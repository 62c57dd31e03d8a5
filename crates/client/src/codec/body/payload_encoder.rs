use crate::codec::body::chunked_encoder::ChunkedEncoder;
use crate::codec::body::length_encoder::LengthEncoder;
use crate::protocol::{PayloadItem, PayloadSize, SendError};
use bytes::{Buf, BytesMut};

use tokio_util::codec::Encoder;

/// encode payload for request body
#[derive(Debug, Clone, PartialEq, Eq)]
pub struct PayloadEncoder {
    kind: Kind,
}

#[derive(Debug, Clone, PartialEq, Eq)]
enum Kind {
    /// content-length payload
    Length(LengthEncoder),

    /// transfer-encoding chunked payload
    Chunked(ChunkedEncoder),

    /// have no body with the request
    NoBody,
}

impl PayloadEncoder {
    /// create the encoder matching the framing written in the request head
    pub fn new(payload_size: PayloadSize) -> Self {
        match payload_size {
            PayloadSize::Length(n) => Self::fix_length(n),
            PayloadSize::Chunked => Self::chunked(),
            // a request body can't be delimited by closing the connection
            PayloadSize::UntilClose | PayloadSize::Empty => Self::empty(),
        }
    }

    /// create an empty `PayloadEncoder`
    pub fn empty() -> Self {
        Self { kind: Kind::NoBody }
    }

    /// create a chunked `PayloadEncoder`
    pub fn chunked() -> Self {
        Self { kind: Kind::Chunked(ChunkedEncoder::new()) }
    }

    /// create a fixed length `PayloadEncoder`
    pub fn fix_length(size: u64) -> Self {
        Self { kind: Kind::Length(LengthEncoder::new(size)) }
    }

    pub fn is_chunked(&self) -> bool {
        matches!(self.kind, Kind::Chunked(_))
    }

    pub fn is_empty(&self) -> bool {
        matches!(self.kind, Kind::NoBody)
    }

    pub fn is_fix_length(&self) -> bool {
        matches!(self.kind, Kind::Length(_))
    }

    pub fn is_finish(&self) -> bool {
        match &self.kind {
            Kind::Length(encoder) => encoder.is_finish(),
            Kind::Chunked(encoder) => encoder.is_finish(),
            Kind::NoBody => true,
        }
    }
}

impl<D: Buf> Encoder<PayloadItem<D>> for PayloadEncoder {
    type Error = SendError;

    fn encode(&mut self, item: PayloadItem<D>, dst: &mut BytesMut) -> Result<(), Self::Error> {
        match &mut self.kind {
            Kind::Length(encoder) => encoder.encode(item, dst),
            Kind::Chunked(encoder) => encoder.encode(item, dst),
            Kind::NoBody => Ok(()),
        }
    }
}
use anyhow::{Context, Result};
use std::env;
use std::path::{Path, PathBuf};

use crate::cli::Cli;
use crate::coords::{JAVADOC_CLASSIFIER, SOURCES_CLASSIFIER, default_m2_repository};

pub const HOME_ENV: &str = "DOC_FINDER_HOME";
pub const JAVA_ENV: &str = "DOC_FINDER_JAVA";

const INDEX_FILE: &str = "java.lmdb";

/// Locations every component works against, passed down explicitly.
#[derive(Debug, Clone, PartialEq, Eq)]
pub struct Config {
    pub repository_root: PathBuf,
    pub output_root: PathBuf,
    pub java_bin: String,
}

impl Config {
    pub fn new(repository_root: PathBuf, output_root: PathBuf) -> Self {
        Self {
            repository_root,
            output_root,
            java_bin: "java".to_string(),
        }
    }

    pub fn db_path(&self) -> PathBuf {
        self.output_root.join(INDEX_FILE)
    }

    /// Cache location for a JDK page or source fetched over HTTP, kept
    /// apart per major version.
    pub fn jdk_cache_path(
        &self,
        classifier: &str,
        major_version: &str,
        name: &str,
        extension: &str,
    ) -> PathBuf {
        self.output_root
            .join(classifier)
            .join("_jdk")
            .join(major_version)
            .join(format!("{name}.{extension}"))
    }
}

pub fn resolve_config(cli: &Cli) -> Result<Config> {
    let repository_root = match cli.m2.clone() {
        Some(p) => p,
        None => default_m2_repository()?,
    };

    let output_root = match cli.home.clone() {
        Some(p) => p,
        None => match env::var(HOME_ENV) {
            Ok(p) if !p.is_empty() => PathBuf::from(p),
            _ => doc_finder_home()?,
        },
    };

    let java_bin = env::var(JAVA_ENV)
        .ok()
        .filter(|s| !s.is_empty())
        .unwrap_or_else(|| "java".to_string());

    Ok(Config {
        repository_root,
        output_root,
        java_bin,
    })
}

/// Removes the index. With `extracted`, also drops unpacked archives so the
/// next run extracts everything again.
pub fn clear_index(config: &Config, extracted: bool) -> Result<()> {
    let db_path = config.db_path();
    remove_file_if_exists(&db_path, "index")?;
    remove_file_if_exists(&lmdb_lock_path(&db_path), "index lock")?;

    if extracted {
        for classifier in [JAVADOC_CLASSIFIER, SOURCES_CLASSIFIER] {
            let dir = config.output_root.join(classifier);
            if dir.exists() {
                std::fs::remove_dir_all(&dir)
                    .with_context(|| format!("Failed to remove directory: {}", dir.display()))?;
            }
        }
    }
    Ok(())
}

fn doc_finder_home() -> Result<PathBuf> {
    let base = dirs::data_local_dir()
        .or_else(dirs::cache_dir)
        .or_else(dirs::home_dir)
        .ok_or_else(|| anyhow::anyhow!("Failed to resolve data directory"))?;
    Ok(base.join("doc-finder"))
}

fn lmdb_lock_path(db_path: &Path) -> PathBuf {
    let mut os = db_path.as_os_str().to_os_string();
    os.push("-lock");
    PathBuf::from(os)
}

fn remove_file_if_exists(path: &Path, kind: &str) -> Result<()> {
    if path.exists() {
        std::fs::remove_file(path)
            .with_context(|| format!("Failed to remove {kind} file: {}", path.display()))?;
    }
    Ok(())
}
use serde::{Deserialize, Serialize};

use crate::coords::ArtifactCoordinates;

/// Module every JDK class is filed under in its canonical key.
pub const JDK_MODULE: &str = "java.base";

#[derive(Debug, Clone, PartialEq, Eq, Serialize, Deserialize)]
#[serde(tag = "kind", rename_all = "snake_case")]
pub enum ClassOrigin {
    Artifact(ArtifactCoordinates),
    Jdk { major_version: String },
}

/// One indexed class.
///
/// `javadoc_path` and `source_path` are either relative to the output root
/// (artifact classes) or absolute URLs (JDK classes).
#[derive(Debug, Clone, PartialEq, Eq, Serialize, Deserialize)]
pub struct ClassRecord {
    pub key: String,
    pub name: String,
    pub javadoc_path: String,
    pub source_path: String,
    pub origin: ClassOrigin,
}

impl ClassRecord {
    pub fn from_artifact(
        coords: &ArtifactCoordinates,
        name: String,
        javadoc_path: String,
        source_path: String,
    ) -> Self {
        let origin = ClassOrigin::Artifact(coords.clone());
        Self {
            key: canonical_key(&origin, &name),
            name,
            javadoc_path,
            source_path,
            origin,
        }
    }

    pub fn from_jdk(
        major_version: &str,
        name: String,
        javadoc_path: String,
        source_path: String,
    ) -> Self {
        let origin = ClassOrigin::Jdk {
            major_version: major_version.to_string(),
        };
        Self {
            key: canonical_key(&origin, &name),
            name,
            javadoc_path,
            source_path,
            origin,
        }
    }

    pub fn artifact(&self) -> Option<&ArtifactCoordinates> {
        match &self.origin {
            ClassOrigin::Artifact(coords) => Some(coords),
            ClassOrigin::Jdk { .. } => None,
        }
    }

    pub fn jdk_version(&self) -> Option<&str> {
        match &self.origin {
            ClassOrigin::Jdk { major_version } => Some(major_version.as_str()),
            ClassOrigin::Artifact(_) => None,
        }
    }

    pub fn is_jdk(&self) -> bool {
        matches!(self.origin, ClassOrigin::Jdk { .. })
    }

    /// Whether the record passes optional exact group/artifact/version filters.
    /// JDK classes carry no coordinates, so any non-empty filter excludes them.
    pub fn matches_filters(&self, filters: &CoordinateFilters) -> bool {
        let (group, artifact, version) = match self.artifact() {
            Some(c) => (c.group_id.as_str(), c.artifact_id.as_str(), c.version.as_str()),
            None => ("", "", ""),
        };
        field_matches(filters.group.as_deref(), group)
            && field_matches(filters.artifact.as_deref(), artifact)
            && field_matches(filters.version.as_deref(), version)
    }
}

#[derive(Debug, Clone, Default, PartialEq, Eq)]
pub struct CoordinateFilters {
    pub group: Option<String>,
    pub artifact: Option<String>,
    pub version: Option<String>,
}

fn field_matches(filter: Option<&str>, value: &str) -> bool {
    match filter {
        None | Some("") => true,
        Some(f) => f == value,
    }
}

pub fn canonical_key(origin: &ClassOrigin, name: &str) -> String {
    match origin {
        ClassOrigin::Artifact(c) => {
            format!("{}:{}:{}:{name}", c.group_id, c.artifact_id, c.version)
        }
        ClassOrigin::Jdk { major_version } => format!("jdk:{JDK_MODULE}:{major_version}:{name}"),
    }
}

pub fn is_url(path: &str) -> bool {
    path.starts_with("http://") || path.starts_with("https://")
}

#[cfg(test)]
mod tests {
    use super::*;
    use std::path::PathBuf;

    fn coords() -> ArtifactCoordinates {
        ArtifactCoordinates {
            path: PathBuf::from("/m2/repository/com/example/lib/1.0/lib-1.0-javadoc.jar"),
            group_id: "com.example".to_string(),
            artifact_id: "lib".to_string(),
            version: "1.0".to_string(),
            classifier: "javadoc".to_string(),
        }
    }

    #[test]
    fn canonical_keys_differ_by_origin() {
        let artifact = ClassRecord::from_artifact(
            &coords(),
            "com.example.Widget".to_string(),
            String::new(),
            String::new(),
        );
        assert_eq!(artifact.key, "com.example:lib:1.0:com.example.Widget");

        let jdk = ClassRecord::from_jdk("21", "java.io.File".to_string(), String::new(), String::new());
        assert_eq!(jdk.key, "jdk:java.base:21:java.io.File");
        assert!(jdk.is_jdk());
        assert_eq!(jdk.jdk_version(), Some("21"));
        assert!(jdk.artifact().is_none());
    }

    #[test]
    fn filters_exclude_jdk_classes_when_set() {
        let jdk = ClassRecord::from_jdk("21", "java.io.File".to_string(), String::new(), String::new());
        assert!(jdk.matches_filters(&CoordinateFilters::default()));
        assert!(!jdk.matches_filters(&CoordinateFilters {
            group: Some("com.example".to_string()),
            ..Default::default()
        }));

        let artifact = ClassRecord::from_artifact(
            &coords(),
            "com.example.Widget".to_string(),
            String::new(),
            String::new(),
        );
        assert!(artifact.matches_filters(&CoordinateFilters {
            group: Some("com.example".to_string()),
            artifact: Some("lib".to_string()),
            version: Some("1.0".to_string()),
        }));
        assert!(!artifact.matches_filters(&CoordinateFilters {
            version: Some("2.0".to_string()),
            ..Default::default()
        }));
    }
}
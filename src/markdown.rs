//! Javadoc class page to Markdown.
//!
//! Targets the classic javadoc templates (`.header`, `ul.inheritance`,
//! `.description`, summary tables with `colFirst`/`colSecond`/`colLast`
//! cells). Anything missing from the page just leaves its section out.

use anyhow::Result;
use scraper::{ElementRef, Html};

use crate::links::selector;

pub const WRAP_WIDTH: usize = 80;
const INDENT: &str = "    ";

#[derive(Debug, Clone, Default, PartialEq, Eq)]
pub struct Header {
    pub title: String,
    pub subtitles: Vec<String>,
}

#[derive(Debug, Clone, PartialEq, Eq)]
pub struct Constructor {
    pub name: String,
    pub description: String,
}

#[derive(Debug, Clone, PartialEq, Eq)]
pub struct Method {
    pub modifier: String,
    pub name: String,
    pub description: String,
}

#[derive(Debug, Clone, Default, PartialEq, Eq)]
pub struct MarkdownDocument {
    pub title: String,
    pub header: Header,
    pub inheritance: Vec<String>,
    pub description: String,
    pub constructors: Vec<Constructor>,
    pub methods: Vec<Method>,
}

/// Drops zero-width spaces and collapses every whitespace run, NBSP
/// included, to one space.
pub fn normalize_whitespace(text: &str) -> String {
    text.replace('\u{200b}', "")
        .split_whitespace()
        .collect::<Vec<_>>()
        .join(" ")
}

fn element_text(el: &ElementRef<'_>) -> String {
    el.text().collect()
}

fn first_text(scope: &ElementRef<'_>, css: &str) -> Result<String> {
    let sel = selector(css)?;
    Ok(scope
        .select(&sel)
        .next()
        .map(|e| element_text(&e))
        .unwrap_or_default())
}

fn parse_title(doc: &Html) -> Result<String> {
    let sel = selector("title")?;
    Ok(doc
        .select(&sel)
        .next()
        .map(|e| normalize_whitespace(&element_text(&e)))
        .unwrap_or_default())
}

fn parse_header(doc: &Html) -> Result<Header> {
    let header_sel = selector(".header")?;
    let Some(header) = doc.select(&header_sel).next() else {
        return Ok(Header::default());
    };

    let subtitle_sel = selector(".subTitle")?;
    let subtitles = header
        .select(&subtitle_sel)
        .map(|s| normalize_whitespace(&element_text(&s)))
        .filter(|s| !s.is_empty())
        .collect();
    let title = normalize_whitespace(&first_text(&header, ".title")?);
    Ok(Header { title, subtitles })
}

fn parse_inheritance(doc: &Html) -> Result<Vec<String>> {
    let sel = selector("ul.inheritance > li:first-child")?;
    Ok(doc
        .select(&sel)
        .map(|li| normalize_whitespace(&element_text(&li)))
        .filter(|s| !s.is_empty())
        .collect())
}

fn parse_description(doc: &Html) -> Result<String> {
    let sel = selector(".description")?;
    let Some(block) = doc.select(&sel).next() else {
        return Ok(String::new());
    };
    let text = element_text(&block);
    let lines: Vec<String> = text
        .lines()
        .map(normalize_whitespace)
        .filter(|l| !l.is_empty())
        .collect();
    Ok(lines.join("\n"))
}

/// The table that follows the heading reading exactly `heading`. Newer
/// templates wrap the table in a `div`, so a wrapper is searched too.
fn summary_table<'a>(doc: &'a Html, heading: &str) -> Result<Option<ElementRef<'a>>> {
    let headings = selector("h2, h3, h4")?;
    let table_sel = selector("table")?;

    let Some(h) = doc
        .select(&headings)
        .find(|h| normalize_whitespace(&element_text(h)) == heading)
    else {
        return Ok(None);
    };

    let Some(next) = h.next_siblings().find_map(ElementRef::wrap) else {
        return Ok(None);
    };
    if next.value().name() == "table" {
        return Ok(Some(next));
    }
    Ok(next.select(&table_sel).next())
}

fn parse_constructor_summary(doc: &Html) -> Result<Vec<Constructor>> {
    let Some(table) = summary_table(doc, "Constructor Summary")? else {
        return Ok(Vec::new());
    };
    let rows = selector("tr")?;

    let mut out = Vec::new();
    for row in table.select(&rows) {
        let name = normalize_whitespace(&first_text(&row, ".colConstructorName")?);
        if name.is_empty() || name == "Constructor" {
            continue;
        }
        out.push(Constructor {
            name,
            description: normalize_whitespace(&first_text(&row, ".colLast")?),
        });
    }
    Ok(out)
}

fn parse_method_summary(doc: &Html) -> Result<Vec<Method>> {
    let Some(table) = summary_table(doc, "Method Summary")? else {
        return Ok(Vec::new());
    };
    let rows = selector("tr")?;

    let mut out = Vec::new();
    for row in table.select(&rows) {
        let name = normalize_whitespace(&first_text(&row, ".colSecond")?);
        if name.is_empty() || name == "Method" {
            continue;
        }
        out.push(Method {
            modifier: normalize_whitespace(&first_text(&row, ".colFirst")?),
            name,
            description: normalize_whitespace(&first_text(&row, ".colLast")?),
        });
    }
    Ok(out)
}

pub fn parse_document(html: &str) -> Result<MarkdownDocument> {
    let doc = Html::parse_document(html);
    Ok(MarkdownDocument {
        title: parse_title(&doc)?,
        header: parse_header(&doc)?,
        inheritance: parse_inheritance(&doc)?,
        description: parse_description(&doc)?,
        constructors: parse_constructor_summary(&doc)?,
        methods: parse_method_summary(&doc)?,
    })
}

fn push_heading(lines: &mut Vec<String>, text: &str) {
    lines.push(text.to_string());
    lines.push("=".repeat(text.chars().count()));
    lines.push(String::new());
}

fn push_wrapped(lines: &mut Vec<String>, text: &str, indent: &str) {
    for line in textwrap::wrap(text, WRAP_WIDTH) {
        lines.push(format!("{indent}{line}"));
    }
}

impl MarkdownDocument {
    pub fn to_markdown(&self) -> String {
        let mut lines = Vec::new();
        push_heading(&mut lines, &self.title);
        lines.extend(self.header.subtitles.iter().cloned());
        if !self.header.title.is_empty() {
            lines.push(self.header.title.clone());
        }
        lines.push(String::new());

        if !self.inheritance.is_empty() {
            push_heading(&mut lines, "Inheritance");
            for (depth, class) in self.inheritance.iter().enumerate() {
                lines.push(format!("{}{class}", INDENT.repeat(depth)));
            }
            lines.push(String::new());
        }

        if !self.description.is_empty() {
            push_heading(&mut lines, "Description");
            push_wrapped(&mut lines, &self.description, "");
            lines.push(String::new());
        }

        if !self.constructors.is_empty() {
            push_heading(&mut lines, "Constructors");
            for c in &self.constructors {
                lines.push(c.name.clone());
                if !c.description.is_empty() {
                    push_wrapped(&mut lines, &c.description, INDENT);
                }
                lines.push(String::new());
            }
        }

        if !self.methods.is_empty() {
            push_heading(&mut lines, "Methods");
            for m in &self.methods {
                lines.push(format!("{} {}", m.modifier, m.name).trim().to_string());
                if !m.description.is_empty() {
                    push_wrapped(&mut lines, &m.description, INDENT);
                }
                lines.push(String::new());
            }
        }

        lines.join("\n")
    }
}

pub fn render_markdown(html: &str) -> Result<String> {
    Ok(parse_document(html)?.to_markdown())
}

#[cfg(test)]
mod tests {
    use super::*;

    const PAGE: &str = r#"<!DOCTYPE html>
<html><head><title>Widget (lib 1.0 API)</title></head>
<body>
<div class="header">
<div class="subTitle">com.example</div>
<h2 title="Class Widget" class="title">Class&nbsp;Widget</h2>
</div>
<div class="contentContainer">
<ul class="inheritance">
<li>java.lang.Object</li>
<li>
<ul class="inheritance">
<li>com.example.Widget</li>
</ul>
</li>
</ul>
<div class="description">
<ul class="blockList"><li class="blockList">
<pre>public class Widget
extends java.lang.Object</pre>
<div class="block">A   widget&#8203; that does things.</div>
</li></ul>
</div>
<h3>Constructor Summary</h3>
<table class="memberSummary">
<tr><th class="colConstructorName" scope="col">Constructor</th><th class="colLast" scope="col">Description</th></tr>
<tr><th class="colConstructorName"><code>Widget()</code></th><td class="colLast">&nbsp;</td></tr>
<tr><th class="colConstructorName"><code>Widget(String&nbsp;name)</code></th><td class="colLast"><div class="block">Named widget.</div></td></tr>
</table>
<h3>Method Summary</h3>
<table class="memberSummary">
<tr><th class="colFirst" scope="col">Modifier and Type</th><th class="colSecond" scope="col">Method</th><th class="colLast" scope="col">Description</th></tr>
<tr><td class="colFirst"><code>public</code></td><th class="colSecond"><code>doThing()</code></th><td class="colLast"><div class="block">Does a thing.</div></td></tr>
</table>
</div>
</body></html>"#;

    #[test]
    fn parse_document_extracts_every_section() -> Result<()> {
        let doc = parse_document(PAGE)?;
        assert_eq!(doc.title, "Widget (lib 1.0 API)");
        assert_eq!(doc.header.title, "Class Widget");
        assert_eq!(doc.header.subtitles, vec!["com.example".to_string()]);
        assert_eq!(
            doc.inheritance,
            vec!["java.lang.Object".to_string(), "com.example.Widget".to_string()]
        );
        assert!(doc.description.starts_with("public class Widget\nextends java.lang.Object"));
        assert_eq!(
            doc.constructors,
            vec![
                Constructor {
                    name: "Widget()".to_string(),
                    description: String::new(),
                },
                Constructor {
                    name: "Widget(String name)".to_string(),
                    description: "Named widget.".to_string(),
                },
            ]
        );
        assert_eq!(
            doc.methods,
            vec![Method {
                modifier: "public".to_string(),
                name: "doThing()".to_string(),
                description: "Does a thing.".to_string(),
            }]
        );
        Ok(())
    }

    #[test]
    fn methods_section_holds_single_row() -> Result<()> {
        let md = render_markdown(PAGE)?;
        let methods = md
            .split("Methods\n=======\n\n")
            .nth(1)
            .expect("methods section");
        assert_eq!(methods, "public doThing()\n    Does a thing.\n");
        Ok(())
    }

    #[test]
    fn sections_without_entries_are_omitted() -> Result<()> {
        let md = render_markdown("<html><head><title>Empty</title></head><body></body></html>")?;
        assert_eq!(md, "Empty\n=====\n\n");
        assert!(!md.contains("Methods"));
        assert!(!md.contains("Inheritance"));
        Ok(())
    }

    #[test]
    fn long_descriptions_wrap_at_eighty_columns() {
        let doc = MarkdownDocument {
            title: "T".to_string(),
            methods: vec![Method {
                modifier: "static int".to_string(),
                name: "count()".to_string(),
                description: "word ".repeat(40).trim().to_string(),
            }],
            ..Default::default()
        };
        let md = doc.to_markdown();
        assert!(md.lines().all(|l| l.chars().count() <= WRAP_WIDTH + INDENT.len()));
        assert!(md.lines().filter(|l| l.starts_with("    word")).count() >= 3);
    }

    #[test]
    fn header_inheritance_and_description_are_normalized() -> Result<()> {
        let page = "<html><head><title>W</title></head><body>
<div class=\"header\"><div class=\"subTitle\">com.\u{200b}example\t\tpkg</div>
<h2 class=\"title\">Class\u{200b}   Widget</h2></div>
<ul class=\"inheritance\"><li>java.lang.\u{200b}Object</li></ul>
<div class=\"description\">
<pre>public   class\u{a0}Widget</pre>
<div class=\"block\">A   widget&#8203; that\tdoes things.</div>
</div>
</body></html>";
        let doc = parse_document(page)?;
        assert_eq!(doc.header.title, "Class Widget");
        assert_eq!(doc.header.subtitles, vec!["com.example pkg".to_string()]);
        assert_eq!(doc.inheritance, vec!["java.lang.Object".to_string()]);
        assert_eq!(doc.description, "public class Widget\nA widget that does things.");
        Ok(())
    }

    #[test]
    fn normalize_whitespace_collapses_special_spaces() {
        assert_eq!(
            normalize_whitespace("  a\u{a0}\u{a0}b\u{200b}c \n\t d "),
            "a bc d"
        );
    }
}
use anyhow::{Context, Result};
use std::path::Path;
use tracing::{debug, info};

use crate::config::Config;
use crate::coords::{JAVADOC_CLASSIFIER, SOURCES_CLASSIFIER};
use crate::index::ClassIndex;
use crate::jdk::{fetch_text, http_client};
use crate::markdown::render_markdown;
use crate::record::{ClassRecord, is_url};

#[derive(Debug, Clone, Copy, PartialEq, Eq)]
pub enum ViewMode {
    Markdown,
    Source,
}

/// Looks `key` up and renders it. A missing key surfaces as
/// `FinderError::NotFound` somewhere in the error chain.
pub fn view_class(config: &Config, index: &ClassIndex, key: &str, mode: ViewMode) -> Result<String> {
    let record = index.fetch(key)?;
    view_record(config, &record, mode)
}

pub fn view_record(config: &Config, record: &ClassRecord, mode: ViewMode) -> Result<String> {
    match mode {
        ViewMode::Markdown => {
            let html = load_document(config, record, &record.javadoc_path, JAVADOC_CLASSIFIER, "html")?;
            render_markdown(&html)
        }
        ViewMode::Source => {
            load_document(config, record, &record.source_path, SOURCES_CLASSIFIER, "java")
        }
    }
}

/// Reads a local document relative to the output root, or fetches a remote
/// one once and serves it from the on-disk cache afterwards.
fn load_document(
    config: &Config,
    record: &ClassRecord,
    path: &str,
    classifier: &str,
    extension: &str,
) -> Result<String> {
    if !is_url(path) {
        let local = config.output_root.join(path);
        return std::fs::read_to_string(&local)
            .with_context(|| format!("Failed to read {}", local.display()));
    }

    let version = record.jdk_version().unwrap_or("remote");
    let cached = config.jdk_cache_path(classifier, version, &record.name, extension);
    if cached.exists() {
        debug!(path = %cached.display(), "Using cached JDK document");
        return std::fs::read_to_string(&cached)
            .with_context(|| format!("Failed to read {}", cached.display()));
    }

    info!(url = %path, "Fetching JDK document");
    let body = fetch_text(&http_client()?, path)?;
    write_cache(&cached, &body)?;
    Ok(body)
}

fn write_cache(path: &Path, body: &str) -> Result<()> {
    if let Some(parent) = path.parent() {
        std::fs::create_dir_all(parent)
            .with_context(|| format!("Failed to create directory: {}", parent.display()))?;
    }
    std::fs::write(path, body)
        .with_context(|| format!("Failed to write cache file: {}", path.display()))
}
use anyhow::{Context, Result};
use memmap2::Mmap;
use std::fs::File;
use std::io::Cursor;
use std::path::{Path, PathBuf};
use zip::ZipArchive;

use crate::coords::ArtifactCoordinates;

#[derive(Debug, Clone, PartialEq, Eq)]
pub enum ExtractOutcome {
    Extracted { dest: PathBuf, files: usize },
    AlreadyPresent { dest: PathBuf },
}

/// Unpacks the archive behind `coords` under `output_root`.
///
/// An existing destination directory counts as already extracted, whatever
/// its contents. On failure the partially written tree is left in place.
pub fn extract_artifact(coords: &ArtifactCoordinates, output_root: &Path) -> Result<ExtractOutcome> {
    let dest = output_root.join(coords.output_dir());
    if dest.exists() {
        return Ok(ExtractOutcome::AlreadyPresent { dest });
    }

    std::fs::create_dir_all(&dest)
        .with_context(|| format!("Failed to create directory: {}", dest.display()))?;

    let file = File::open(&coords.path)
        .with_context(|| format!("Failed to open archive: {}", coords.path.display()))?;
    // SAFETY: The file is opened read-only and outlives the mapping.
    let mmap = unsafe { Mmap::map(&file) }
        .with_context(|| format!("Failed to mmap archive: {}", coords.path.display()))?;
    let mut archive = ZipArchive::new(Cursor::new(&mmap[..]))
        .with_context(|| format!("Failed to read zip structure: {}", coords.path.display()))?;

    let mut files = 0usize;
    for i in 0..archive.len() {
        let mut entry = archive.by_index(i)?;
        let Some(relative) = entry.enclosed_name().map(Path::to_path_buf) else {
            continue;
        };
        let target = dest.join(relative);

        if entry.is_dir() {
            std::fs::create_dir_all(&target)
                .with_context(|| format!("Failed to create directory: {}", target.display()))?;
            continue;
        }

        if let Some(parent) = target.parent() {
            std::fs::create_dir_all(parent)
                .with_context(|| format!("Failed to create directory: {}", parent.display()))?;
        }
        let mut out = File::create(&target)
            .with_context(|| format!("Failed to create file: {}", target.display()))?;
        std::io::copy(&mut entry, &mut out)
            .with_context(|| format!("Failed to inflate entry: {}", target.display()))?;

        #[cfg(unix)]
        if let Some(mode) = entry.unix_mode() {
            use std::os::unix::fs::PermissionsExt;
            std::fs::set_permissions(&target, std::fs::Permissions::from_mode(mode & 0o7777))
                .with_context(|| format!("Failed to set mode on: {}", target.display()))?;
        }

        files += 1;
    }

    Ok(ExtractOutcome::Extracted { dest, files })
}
========================================
◆ **YOUR GOAL**: Using the listing above, state the count of lines that include "templates" and nothing else.

◆ **OUTPUT BELOW**: 2